Most Canadians know very little of the Great War and their nation’s role in it. But the taking of Vimy Ridge in April 1917 is the one event with which they are most likely to identify. It was a great victory, the first time the four divisions of the Canadian Corps fought together and drove the Germans off a ridge that dominated the terrain in the area of Arras in northern France. Moreover, Vimy was such a great victory that it essentially won the war for the Allies. Or so it seems Canadians believe.
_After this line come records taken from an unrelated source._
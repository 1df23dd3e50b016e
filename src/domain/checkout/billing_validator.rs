//! Billing information validation.

use regex::Regex;
use std::sync::LazyLock;

use crate::domain::entities::BillingAddress;

/// Letters (any script), spaces, apostrophes, periods and hyphens.
static NAME_REGEX: LazyLock<Regex> =
    LazyLock::new(|| Regex::new(r"^[\p{L}][\p{L} '.\-]*$").unwrap());

static POSTAL_CODE_REGEX: LazyLock<Regex> =
    LazyLock::new(|| Regex::new(r"^[A-Za-z0-9][A-Za-z0-9 \-]{1,8}[A-Za-z0-9]$").unwrap());

static COUNTRY_REGEX: LazyLock<Regex> = LazyLock::new(|| Regex::new(r"^[A-Za-z]{2}$").unwrap());

const MAX_NAME_LENGTH: usize = 100;
const MAX_STREET_LENGTH: usize = 200;
const MAX_CITY_LENGTH: usize = 100;

/// Reasons billing information is rejected.
#[derive(Debug, Clone, PartialEq, Eq, thiserror::Error)]
pub enum InvalidBillingInfo {
    #[error("{0} is required")]
    MissingField(&'static str),

    #[error("{field} is too long (max {max} characters)")]
    TooLong { field: &'static str, max: usize },

    #[error("{field} is malformed: {reason}")]
    Malformed {
        field: &'static str,
        reason: &'static str,
    },
}

impl InvalidBillingInfo {
    /// Name of the offending field.
    pub fn field(&self) -> &'static str {
        match self {
            Self::MissingField(field) => field,
            Self::TooLong { field, .. } | Self::Malformed { field, .. } => field,
        }
    }
}

/// Validates the buyer's name and billing address.
///
/// # Rules
///
/// Checked in order, first failure wins:
///
/// 1. `first_name` - present, at most 100 characters, letters/spaces/`'`/`.`/`-`
/// 2. `last_name` - same rules as `first_name`
/// 3. `billing_address.street` - present, at most 200 characters
/// 4. `billing_address.city` - present, at most 100 characters
/// 5. `billing_address.postal_code` - 3-10 letters, digits, spaces or hyphens
/// 6. `billing_address.country` - two-letter ISO 3166-1 code
/// 7. `billing_address.state` - optional, but not blank when given
///
/// Blank values (empty or whitespace only) count as missing.
///
/// # Errors
///
/// Returns the first [`InvalidBillingInfo`] rule violated.
///
/// # Examples
///
/// ```ignore
/// let address = BillingAddress {
///     street: Some("1 Infinite Loop".into()),
///     city: Some("Cupertino".into()),
///     state: Some("CA".into()),
///     postal_code: Some("95014".into()),
///     country: Some("US".into()),
/// };
/// assert!(validate_billing_info(Some("Ada"), Some("Lovelace"), &address).is_ok());
/// assert!(validate_billing_info(Some("Ada"), None, &address).is_err());
/// ```
pub fn validate_billing_info(
    first_name: Option<&str>,
    last_name: Option<&str>,
    billing_address: &BillingAddress,
) -> Result<(), InvalidBillingInfo> {
    validate_name("first_name", first_name)?;
    validate_name("last_name", last_name)?;
    validate_address(billing_address)
}

fn validate_name(field: &'static str, value: Option<&str>) -> Result<(), InvalidBillingInfo> {
    let name = required(field, value)?;

    if name.chars().count() > MAX_NAME_LENGTH {
        return Err(InvalidBillingInfo::TooLong {
            field,
            max: MAX_NAME_LENGTH,
        });
    }

    if !NAME_REGEX.is_match(name) {
        return Err(InvalidBillingInfo::Malformed {
            field,
            reason: "only letters, spaces, apostrophes, periods and hyphens are allowed",
        });
    }

    Ok(())
}

fn validate_address(address: &BillingAddress) -> Result<(), InvalidBillingInfo> {
    let street = required("billing_address.street", address.street.as_deref())?;
    if street.chars().count() > MAX_STREET_LENGTH {
        return Err(InvalidBillingInfo::TooLong {
            field: "billing_address.street",
            max: MAX_STREET_LENGTH,
        });
    }

    let city = required("billing_address.city", address.city.as_deref())?;
    if city.chars().count() > MAX_CITY_LENGTH {
        return Err(InvalidBillingInfo::TooLong {
            field: "billing_address.city",
            max: MAX_CITY_LENGTH,
        });
    }

    let postal_code = required("billing_address.postal_code", address.postal_code.as_deref())?;
    if !POSTAL_CODE_REGEX.is_match(postal_code) {
        return Err(InvalidBillingInfo::Malformed {
            field: "billing_address.postal_code",
            reason: "expected 3-10 letters, digits, spaces or hyphens",
        });
    }

    let country = required("billing_address.country", address.country.as_deref())?;
    if !COUNTRY_REGEX.is_match(country) {
        return Err(InvalidBillingInfo::Malformed {
            field: "billing_address.country",
            reason: "expected a two-letter country code",
        });
    }

    if let Some(state) = address.state.as_deref()
        && state.trim().is_empty()
    {
        return Err(InvalidBillingInfo::Malformed {
            field: "billing_address.state",
            reason: "must not be blank when provided",
        });
    }

    Ok(())
}

/// Returns the trimmed value, treating absent and blank values alike.
fn required<'a>(field: &'static str, value: Option<&'a str>) -> Result<&'a str, InvalidBillingInfo> {
    value
        .map(str::trim)
        .filter(|v| !v.is_empty())
        .ok_or(InvalidBillingInfo::MissingField(field))
}

#[cfg(test)]
mod tests {
    use super::*;

    fn valid_address() -> BillingAddress {
        BillingAddress {
            street: Some("221B Baker Street".to_string()),
            city: Some("London".to_string()),
            state: None,
            postal_code: Some("NW1 6XE".to_string()),
            country: Some("GB".to_string()),
        }
    }

    #[test]
    fn test_valid_billing_info() {
        assert!(validate_billing_info(Some("Sherlock"), Some("Holmes"), &valid_address()).is_ok());
    }

    #[test]
    fn test_valid_names_with_punctuation() {
        assert!(
            validate_billing_info(Some("Mary-Jane"), Some("O'Neil Jr."), &valid_address()).is_ok()
        );
        assert!(validate_billing_info(Some("Zoë"), Some("Łukasiewicz"), &valid_address()).is_ok());
    }

    #[test]
    fn test_missing_first_name() {
        let err = validate_billing_info(None, Some("Holmes"), &valid_address()).unwrap_err();
        assert_eq!(err, InvalidBillingInfo::MissingField("first_name"));
    }

    #[test]
    fn test_blank_last_name_counts_as_missing() {
        let err = validate_billing_info(Some("Sherlock"), Some("   "), &valid_address()).unwrap_err();
        assert_eq!(err, InvalidBillingInfo::MissingField("last_name"));
    }

    #[test]
    fn test_first_failure_is_reported() {
        let err = validate_billing_info(None, None, &BillingAddress::default()).unwrap_err();
        assert_eq!(err.field(), "first_name");
    }

    #[test]
    fn test_name_with_digits_is_malformed() {
        let err = validate_billing_info(Some("R2D2"), Some("Droid"), &valid_address()).unwrap_err();
        assert!(matches!(
            err,
            InvalidBillingInfo::Malformed {
                field: "first_name",
                ..
            }
        ));
    }

    #[test]
    fn test_name_too_long() {
        let long = "a".repeat(101);
        let err = validate_billing_info(Some(&long), Some("Holmes"), &valid_address()).unwrap_err();
        assert_eq!(
            err,
            InvalidBillingInfo::TooLong {
                field: "first_name",
                max: 100
            }
        );
    }

    #[test]
    fn test_missing_street() {
        let address = BillingAddress {
            street: None,
            ..valid_address()
        };
        let err = validate_billing_info(Some("Sherlock"), Some("Holmes"), &address).unwrap_err();
        assert_eq!(err, InvalidBillingInfo::MissingField("billing_address.street"));
    }

    #[test]
    fn test_missing_city() {
        let address = BillingAddress {
            city: Some(String::new()),
            ..valid_address()
        };
        let err = validate_billing_info(Some("Sherlock"), Some("Holmes"), &address).unwrap_err();
        assert_eq!(err, InvalidBillingInfo::MissingField("billing_address.city"));
    }

    #[test]
    fn test_postal_code_shapes() {
        for code in ["95014", "10115", "SW1A 1AA", "123-4567", "K1A 0B1"] {
            let address = BillingAddress {
                postal_code: Some(code.to_string()),
                ..valid_address()
            };
            assert!(
                validate_billing_info(Some("Sherlock"), Some("Holmes"), &address).is_ok(),
                "expected {code} to be accepted"
            );
        }

        for code in ["1", "12", "12345678901", "95014!", "-1234"] {
            let address = BillingAddress {
                postal_code: Some(code.to_string()),
                ..valid_address()
            };
            let err = validate_billing_info(Some("Sherlock"), Some("Holmes"), &address).unwrap_err();
            assert_eq!(err.field(), "billing_address.postal_code", "code {code}");
        }
    }

    #[test]
    fn test_country_must_be_two_letters() {
        let address = BillingAddress {
            country: Some("USA".to_string()),
            ..valid_address()
        };
        let err = validate_billing_info(Some("Sherlock"), Some("Holmes"), &address).unwrap_err();
        assert_eq!(err.field(), "billing_address.country");
    }

    #[test]
    fn test_blank_state_rejected() {
        let address = BillingAddress {
            state: Some(" ".to_string()),
            ..valid_address()
        };
        let err = validate_billing_info(Some("Sherlock"), Some("Holmes"), &address).unwrap_err();
        assert_eq!(err.field(), "billing_address.state");
    }

    #[test]
    fn test_validation_is_deterministic() {
        let address = BillingAddress {
            country: Some("1".to_string()),
            ..valid_address()
        };
        let first = validate_billing_info(Some("Sherlock"), Some("Holmes"), &address);
        let second = validate_billing_info(Some("Sherlock"), Some("Holmes"), &address);
        assert_eq!(first, second);
    }
}
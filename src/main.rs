use bookstore::{config, server};
use tracing_subscriber::EnvFilter;

#[tokio::main]
async fn main() -> anyhow::Result<()> {
    dotenvy::dotenv().ok();

    let config = config::load_from_env()?;

    let filter = EnvFilter::try_new(&config.log_level)
        .or_else(|_| EnvFilter::try_new("info"))?;

    if config.log_format == "json" {
        tracing_subscriber::fmt()
            .json()
            .with_env_filter(filter)
            .init();
    } else {
        tracing_subscriber::fmt().with_env_filter(filter).init();
    }

    config.print_summary();

    server::run(config).await
}
//! Book file storage trait and error types.

use async_trait::async_trait;

/// Errors that can occur while reading book files.
#[derive(Debug, thiserror::Error)]
pub enum StorageError {
    #[error("Book file not found: {0}")]
    NotFound(String),

    #[error("Rejected file name: {0}")]
    InvalidFileName(String),

    #[error("Failed to read book file {file_name}: {source}")]
    Io {
        file_name: String,
        source: std::io::Error,
    },
}

/// Result type for storage operations.
pub type StorageResult<T> = Result<T, StorageError>;

/// Read access to the files behind purchased books.
///
/// Files are addressed by the plain file name recorded in the catalog.
///
/// # Implementations
///
/// - [`crate::infrastructure::storage::LocalBookStorage`] - Files in a local directory
/// - Test mocks available with `cfg(test)`
#[cfg_attr(test, mockall::automock)]
#[async_trait]
pub trait BookStorage: Send + Sync {
    /// Reads the whole file into memory.
    ///
    /// # Errors
    ///
    /// Returns [`StorageError::NotFound`] if no such file exists,
    /// [`StorageError::InvalidFileName`] if the name would escape the storage
    /// root, and [`StorageError::Io`] on other read failures.
    async fn read(&self, file_name: &str) -> StorageResult<Vec<u8>>;

    /// Checks if the storage backend is reachable.
    ///
    /// Used by the health endpoint.
    async fn health_check(&self) -> bool;
}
Could this be true? Certainly the Germans lost control of Vimy Ridge, a significant topographical feature that provided a glorious vantage point over the Douai Plain to the east. Assuredly, the Canadians’ tactics and courage in driving the Germans back had demonstrated that a well-planned and heavily-supported attack could defeat even strong enemy defences.

But Vimy did not win the war. Nor did it even point to victory in the future. The attack on Vimy was a part of a large British offensive on the Arras front. That attack was itself something of a diversion to force the Germans to keep troops in northern France so that a French attack, scheduled to follow soon after on the Aisne River, might succeed. In fact, both the British and French offensives made only small gains and were essentially setbacks at a heavy cost in lives. In such circumstances, the Canadian attack on Vimy, the one part of the British offensive that truly succeeded, stood out.

READ MORE: How precision planning made Canada’s Vimy Ridge victory possible

But Field Marshal Douglas Haig’s General Headquarters had not counted on success at Vimy as a possibility. There were only sketchy plans to take advantage of a victory, to turn a German setback into a rout by moving cavalry, tanks and infantry forward in a major push eastward. And once the Canadians had control of the ridge, such plans as existed seem to have been forgotten.

Very simply, in April 1917, the Germans were winning the war. They occupied Belgium and much of eastern France, they had driven Russia to revolution in March and, although the United States had just come into the war on April 4, it would be more than a year before American troops would be in France in substantial numbers. The Germans stood solidly on the defensive, beating off Allied attacks with heavy losses.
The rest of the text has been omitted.